Figure 1.

Flowchart depicting our overall strategy for predicting additional members of CRP and FNR regulons. The approach is divided into three stages. In the first stage (I), raw data sets from RegulonDB are filtered for strong binding sites, and weight matrices based on these strong sites are generated. Two pairs of numbers are shown in this part of the chart; the first pair is CRP data and the second pair FNR data. Within each number pair, the first number is the number of TUs regulated by a particular transcription factor, and the second number is the number of transcription factor binding sites.
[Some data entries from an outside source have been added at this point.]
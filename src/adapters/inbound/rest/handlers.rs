use axum::extract::{Path, Query, State};
use axum::response::Json;
use serde::{Deserialize, Serialize};

use super::error::ApiError;
use super::state::AppState;
use crate::application::dto::{
    AnalyzeProductRequest, DashboardAnalytics, ProductListing, ReviewListing,
};
use crate::trust_scoring::domain::Product;

/// Service identity reported by the health endpoint.
const SERVICE_NAME: &str = "Trust Lens API";

/// Health check response
#[derive(Debug, Clone, Serialize)]
pub struct HealthResponse {
    pub status: String,
    pub service: String,
}

/// Query parameters for the product listing
#[derive(Debug, Deserialize)]
pub struct ListParams {
    pub limit: Option<u32>,
    pub offset: Option<u32>,
}

/// GET /api/health - Liveness probe
pub async fn health() -> Json<HealthResponse> {
    Json(HealthResponse {
        status: "healthy".to_string(),
        service: SERVICE_NAME.to_string(),
    })
}

/// POST /api/analyze-product - Run a full analysis and return the scored product
///
/// The body is optional. Missing fields fall back to the sample-product
/// defaults so the endpoint can be exercised without real product data.
pub async fn analyze_product(
    State(state): State<AppState>,
    request: Option<Json<AnalyzeProductRequest>>,
) -> Result<Json<Product>, ApiError> {
    let request = request.map(|Json(r)| r).unwrap_or_default();
    let report = state.analyze.analyze(request).await?;
    Ok(Json(report.product))
}

/// GET /api/product/{product_id} - Fetch one analyzed product
pub async fn get_product(
    State(state): State<AppState>,
    Path(product_id): Path<String>,
) -> Result<Json<Product>, ApiError> {
    let product = state.queries.get_product(&product_id).await?;
    Ok(Json(product))
}

/// GET /api/products - List analyzed products, newest first
pub async fn list_products(
    State(state): State<AppState>,
    Query(params): Query<ListParams>,
) -> Result<Json<ProductListing>, ApiError> {
    let listing = state
        .queries
        .list_products(params.limit, params.offset)
        .await?;
    Ok(Json(listing))
}

/// GET /api/reviews/{product_id} - Stored reviews for a product
///
/// Unknown ids return an empty listing rather than 404, so the endpoint
/// can be polled before an analysis has finished.
pub async fn product_reviews(
    State(state): State<AppState>,
    Path(product_id): Path<String>,
) -> Result<Json<ReviewListing>, ApiError> {
    let listing = state.queries.product_reviews(&product_id).await?;
    Ok(Json(listing))
}

/// GET /api/dashboard/analytics - Aggregate dashboard numbers
pub async fn dashboard_analytics(
    State(state): State<AppState>,
) -> Result<Json<DashboardAnalytics>, ApiError> {
    let analytics = state.dashboard.dashboard_analytics().await?;
    Ok(Json(analytics))
}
In the second stage (II), regulatory region (−400 to +50 bp) of each ORF in both genomes (4289 in E. coli and 1709 in H. influenzae) are searched by PATSER for potential transcription factor binding sites. Cutoff scores for strong (17 for CRP and 20 for FNR) and weak (10 for CRP and 14 for FNR) binding sites are chosen. Only predicted sites scored above weak site cutoffs are used for further analyses. Numbers of predicted CRP- and FNR-binding sites scored above cutoffs are shown for both genomes. The first pair of numbers represent CRP sites and the second FNR sites. In stage three (III), transcription units after predicted binding sites are predicted, and the orthology relationship between genes in E. coli and H. influenzae transcription units are determined. Finally, site scores and orthology information are used together to categorize our predictions. TU, transcription unit; TF, transcription factor.